**Exercise instructions:**
Go through the records and show each line where the word "COALESCE" occurs.

START Available data

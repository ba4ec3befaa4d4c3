// ==========================================
// 纺织工厂管理系统 - 机台仓储
// ==========================================
// 职责: 管理 machines 表
// 说明: 读取路径 LEFT JOIN shareholders 带出股东名称;
//       shareholders 表由 ShareholderRepository 负责建表
// ==========================================

use crate::db::open_sqlite_connection;
use crate::domain::machine::Machine;
use crate::domain::types::{MachineStatus, OwnerType};
use crate::repository::error::{RepositoryError, RepositoryResult};
use rusqlite::{params, Connection, Row};
use std::sync::{Arc, Mutex};

/// 按状态统计结果（驾驶舱用）
#[derive(Debug, Clone, Copy, Default, PartialEq, Eq)]
pub struct MachineCountByStatus {
    pub total: i64,       // 机台总数
    pub active: i64,      // 运转中
    pub stopped: i64,     // 停机
    pub maintenance: i64, // 维修中
}

pub struct MachineRepository {
    conn: Arc<Mutex<Connection>>,
}

impl MachineRepository {
    pub fn new(db_path: &str) -> RepositoryResult<Self> {
        let conn = open_sqlite_connection(db_path)?;
        let repo = Self {
            conn: Arc::new(Mutex::new(conn)),
        };
        repo.ensure_table()?;
        Ok(repo)
    }

    pub fn from_connection(conn: Arc<Mutex<Connection>>) -> RepositoryResult<Self> {
        let repo = Self { conn };
        repo.ensure_table()?;
        Ok(repo)
    }

    fn get_conn(&self) -> RepositoryResult<std::sync::MutexGuard<Connection>> {
        self.conn
            .lock()
            .map_err(|e| RepositoryError::LockError(e.to_string()))
    }

    /// 确保表存在（如果不存在则创建）
    fn ensure_table(&self) -> RepositoryResult<()> {
        let conn = self.get_conn()?;
        conn.execute_batch(
            r#"
            CREATE TABLE IF NOT EXISTS machines (
              id TEXT PRIMARY KEY,
              machine_number TEXT NOT NULL UNIQUE,
              machine_type TEXT NOT NULL,
              status TEXT NOT NULL DEFAULT 'STOPPED'
                CHECK (status IN ('ACTIVE', 'STOPPED', 'MAINTENANCE')),
              owner_type TEXT NOT NULL DEFAULT 'FACTORY'
                CHECK (owner_type IN ('FACTORY', 'SHAREHOLDER')),
              shareholder_id TEXT REFERENCES shareholders(id) ON DELETE SET NULL,
              factory_profit_percentage REAL NOT NULL DEFAULT 100.0
                CHECK (factory_profit_percentage >= 0 AND factory_profit_percentage <= 100),
              start_date TEXT,
              created_at TEXT NOT NULL DEFAULT (datetime('now')),
              is_deleted INTEGER NOT NULL DEFAULT 0,
              deleted_at TEXT,
              deleted_by TEXT
            );

            CREATE INDEX IF NOT EXISTS idx_machines_number
              ON machines(machine_number);
            CREATE INDEX IF NOT EXISTS idx_machines_deleted
              ON machines(is_deleted);
            "#,
        )?;
        Ok(())
    }

    /// 新增机台
    pub fn insert(&self, machine: &Machine) -> RepositoryResult<()> {
        let conn = self.get_conn()?;
        conn.execute(
            r#"
            INSERT INTO machines (
              id, machine_number, machine_type, status, owner_type,
              shareholder_id, factory_profit_percentage, start_date,
              created_at, is_deleted
            ) VALUES (?1, ?2, ?3, ?4, ?5, ?6, ?7, ?8, ?9, 0)
            "#,
            params![
                machine.id,
                machine.machine_number,
                machine.machine_type,
                machine.status.to_db_str(),
                machine.owner_type.to_db_str(),
                machine.shareholder_id,
                machine.factory_profit_percentage,
                machine.start_date,
                machine.created_at,
            ],
        )?;
        Ok(())
    }

    /// 更新机台基础信息（不触碰软删除列）
    pub fn update(&self, machine: &Machine) -> RepositoryResult<()> {
        let conn = self.get_conn()?;
        let rows = conn.execute(
            r#"
            UPDATE machines
            SET machine_number = ?1, machine_type = ?2, owner_type = ?3,
                shareholder_id = ?4, status = ?5, start_date = ?6,
                factory_profit_percentage = ?7
            WHERE id = ?8 AND is_deleted = 0
            "#,
            params![
                machine.machine_number,
                machine.machine_type,
                machine.owner_type.to_db_str(),
                machine.shareholder_id,
                machine.status.to_db_str(),
                machine.start_date,
                machine.factory_profit_percentage,
                machine.id,
            ],
        )?;

        if rows == 0 {
            return Err(RepositoryError::NotFound {
                entity: "Machine".to_string(),
                id: machine.id.clone(),
            });
        }
        Ok(())
    }

    /// 查询单台机台（含已删除行,调用方自行判断）
    pub fn get(&self, id: &str) -> RepositoryResult<Machine> {
        let conn = self.get_conn()?;
        let machine = conn
            .query_row(
                &format!("{} WHERE m.id = ?1", Self::SELECT_BASE),
                params![id],
                Self::map_row,
            )
            .map_err(|e| match e {
                rusqlite::Error::QueryReturnedNoRows => RepositoryError::NotFound {
                    entity: "Machine".to_string(),
                    id: id.to_string(),
                },
                other => other.into(),
            })?;
        Ok(machine)
    }

    /// 查询全部机台（按机台编号排序）
    pub fn list(&self, include_deleted: bool) -> RepositoryResult<Vec<Machine>> {
        let conn = self.get_conn()?;
        let sql = if include_deleted {
            format!("{} ORDER BY m.machine_number", Self::SELECT_BASE)
        } else {
            format!(
                "{} WHERE m.is_deleted = 0 ORDER BY m.machine_number",
                Self::SELECT_BASE
            )
        };

        let mut stmt = conn.prepare(&sql)?;
        let machines = stmt
            .query_map([], Self::map_row)?
            .collect::<rusqlite::Result<Vec<_>>>()?;
        Ok(machines)
    }

    /// 软删除机台
    pub fn soft_delete(&self, id: &str, deleted_by: &str) -> RepositoryResult<()> {
        let conn = self.get_conn()?;
        let rows = conn.execute(
            r#"
            UPDATE machines
            SET is_deleted = 1, deleted_at = datetime('now'), deleted_by = ?1
            WHERE id = ?2 AND is_deleted = 0
            "#,
            params![deleted_by, id],
        )?;

        if rows == 0 {
            return Err(RepositoryError::NotFound {
                entity: "Machine".to_string(),
                id: id.to_string(),
            });
        }
        Ok(())
    }

    /// 恢复已软删除的机台
    pub fn restore(&self, id: &str) -> RepositoryResult<()> {
        let conn = self.get_conn()?;
        let rows = conn.execute(
            r#"
            UPDATE machines
            SET is_deleted = 0, deleted_at = NULL, deleted_by = NULL
            WHERE id = ?1 AND is_deleted = 1
            "#,
            params![id],
        )?;

        if rows == 0 {
            return Err(RepositoryError::NotFound {
                entity: "Machine".to_string(),
                id: id.to_string(),
            });
        }
        Ok(())
    }

    /// 按当前状态统计未删除机台数（驾驶舱用）
    pub fn count_by_status(&self) -> RepositoryResult<MachineCountByStatus> {
        let conn = self.get_conn()?;
        let counts = conn.query_row(
            r#"
            SELECT
              COUNT(*),
              COALESCE(SUM(CASE WHEN status = 'ACTIVE' THEN 1 ELSE 0 END), 0),
              COALESCE(SUM(CASE WHEN status = 'STOPPED' THEN 1 ELSE 0 END), 0),
              COALESCE(SUM(CASE WHEN status = 'MAINTENANCE' THEN 1 ELSE 0 END), 0)
            FROM machines
            WHERE is_deleted = 0
            "#,
            [],
            |row| {
                Ok(MachineCountByStatus {
                    total: row.get(0)?,
                    active: row.get(1)?,
                    stopped: row.get(2)?,
                    maintenance: row.get(3)?,
                })
            },
        )?;
        Ok(counts)
    }

    // ===== 内部: 行映射 =====

    const SELECT_BASE: &'static str = r#"
        SELECT m.id, m.machine_number, m.machine_type, m.status, m.start_date,
               m.owner_type, m.shareholder_id, m.factory_profit_percentage,
               m.created_at, m.is_deleted, m.deleted_at, m.deleted_by,
               s.name AS shareholder_name
        FROM machines m
        LEFT JOIN shareholders s ON m.shareholder_id = s.id
    "#;

    fn map_row(row: &Row) -> rusqlite::Result<Machine> {
        let status: String = row.get(3)?;
        let owner_type: String = row.get(5)?;
        Ok(Machine {
            id: row.get(0)?,
            machine_number: row.get(1)?,
            machine_type: row.get(2)?,
            status: MachineStatus::from_str(&status),
            start_date: row.get(4)?,
            owner_type: OwnerType::from_str(&owner_type),
            shareholder_id: row.get(6)?,
            factory_profit_percentage: row.get(7)?,
            created_at: row.get(8)?,
            is_deleted: row.get(9)?,
            deleted_at: row.get(10)?,
            deleted_by: row.get(11)?,
            shareholder_name: row.get(12)?,
        })
    }
}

END Available data

**Answer for this exercise:**
              COALESCE(SUM(CASE WHEN status = 'ACTIVE' THEN 1 ELSE 0 END), 0),
              COALESCE(SUM(CASE WHEN status = 'STOPPED' THEN 1 ELSE 0 END), 0),
              COALESCE(SUM(CASE WHEN status = 'MAINTENANCE' THEN 1 ELSE 0 END), 0)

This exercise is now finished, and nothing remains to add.